**Work required**
Exactly reproduce the lines beginning with the line that includes "the session ends." and ending with the last line of the data.

[Stored data entries]
//! Session - drives one connection from registration to cleanup.
//!
//! Each session runs in its own Tokio task:
//!
//! ```text
//!    ┌──────────────────────────────────────────────┐
//!    │                 Session task                 │
//!    │                                              │
//!    │   Transport::receive ──┐                     │
//!    │   outbound queue ──────┼──▶ tokio::select!   │
//!    │   shutdown token ──────┘        │            │
//!    │                                 ▼            │
//!    │                      Dispatcher::dispatch    │
//!    │                         (replies queued)     │
//!    └──────────────────────────────────────────────┘
//! ```
//!
//! The socket is owned by the session alone. Channel deliveries and handler
//! replies reach it through the connection's bounded outbound queue.

mod error_handling;
mod event_loop;

use crate::state::{Connection, Vhost};
use crate::telemetry::spans;
use slbroker_proto::Transport;
use std::fmt;
use std::sync::Arc;
use std::time::Duration;
use tokio::io::{AsyncRead, AsyncWrite};
use tokio::sync::mpsc;
use tracing::{Instrument, debug, info};

/// Longest a closing handshake may take before the socket is dropped.
const CLOSE_TIMEOUT: Duration = Duration::from_secs(1);

/// Why a session ended.
#[derive(Debug, Clone, Copy, PartialEq, Eq)]
pub enum ExitReason {
    /// The vhost was stopped (before or during the session).
    VhostStopped,
    /// [`Connection::close`] was called.
    Closed,
    /// The peer closed the stream.
    EndOfStream,
    /// The dispatcher asked to end the session.
    Dispatcher,
    /// A malformed payload under the `disconnect` policy.
    MalformedPayload,
    /// A fatal handler error, by error code.
    Fatal(&'static str),
    /// Reading from the socket failed.
    TransportError,
    /// Writing to the socket failed.
    WriteError,
}

impl fmt::Display for ExitReason {
    fn fmt(&self, f: &mut fmt::Formatter<'_>) -> fmt::Result {
        match self {
            Self::VhostStopped => f.write_str("vhost stopped"),
            Self::Closed => f.write_str("closed"),
            Self::EndOfStream => f.write_str("end of stream"),
            Self::Dispatcher => f.write_str("closed by dispatcher"),
            Self::MalformedPayload => f.write_str("malformed payload"),
            Self::Fatal(code) => write!(f, "fatal handler error: {code}"),
            Self::TransportError => f.write_str("transport error"),
            Self::WriteError => f.write_str("write error"),
        }
    }
}

/// One accepted connection and the socket it owns.
pub(crate) struct Session<S> {
    vhost: Arc<Vhost>,
    conn: Arc<Connection>,
    transport: Transport<S>,
    outgoing: mpsc::Receiver<Arc<str>>,
}

impl<S> Session<S>
where
    S: AsyncRead + AsyncWrite + Unpin + Send,
{
    pub(crate) fn new(
        vhost: Arc<Vhost>,
        conn: Arc<Connection>,
        transport: Transport<S>,
        outgoing: mpsc::Receiver<Arc<str>>,
    ) -> Self {
        Self {
            vhost,
            conn,
            transport,
            outgoing,
        }
    }

    /// Run the event loop until the session ends.
    pub(crate) async fn run(self) -> ExitReason {
        let span = spans::session(
            self.vhost.path(),
            self.conn.token().as_str(),
            self.conn.remote_addr(),
        );

        async move {
            info!("Session started");
            let reason = event_loop::run_event_loop(self).await;
            info!(%reason, "Session ended");
            reason
        }
        .instrument(span)
        .await
    }
}

/// Best-effort closing handshake, bounded by [`CLOSE_TIMEOUT`] so a peer
/// that stopped reading cannot hold the session open.
pub(crate) async fn close_transport<S>(transport: &mut Transport<S>)
where
    S: AsyncRead + AsyncWrite + Unpin,
{
    match tokio::time::timeout(CLOSE_TIMEOUT, transport.close()).await {
        Ok(Ok(())) => {}
        Ok(Err(e)) => debug!(error = %e, "Close handshake failed"),
        Err(_) => debug!("Close handshake timed out"),
    }
}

**Solution to the problem**
    /// Run the event loop until the session ends.
    pub(crate) async fn run(self) -> ExitReason {
        let span = spans::session(
            self.vhost.path(),
            self.conn.token().as_str(),
            self.conn.remote_addr(),
        );

        async move {
            info!("Session started");
            let reason = event_loop::run_event_loop(self).await;
            info!(%reason, "Session ended");
            reason
        }
        .instrument(span)
        .await
    }
}

/// Best-effort closing handshake, bounded by [`CLOSE_TIMEOUT`] so a peer
/// that stopped reading cannot hold the session open.
pub(crate) async fn close_transport<S>(transport: &mut Transport<S>)
where
    S: AsyncRead + AsyncWrite + Unpin,
{
    match tokio::time::timeout(CLOSE_TIMEOUT, transport.close()).await {
        Ok(Ok(())) => {}
        Ok(Err(e)) => debug!(error = %e, "Close handshake failed"),
        Err(_) => debug!("Close handshake timed out"),
    }
}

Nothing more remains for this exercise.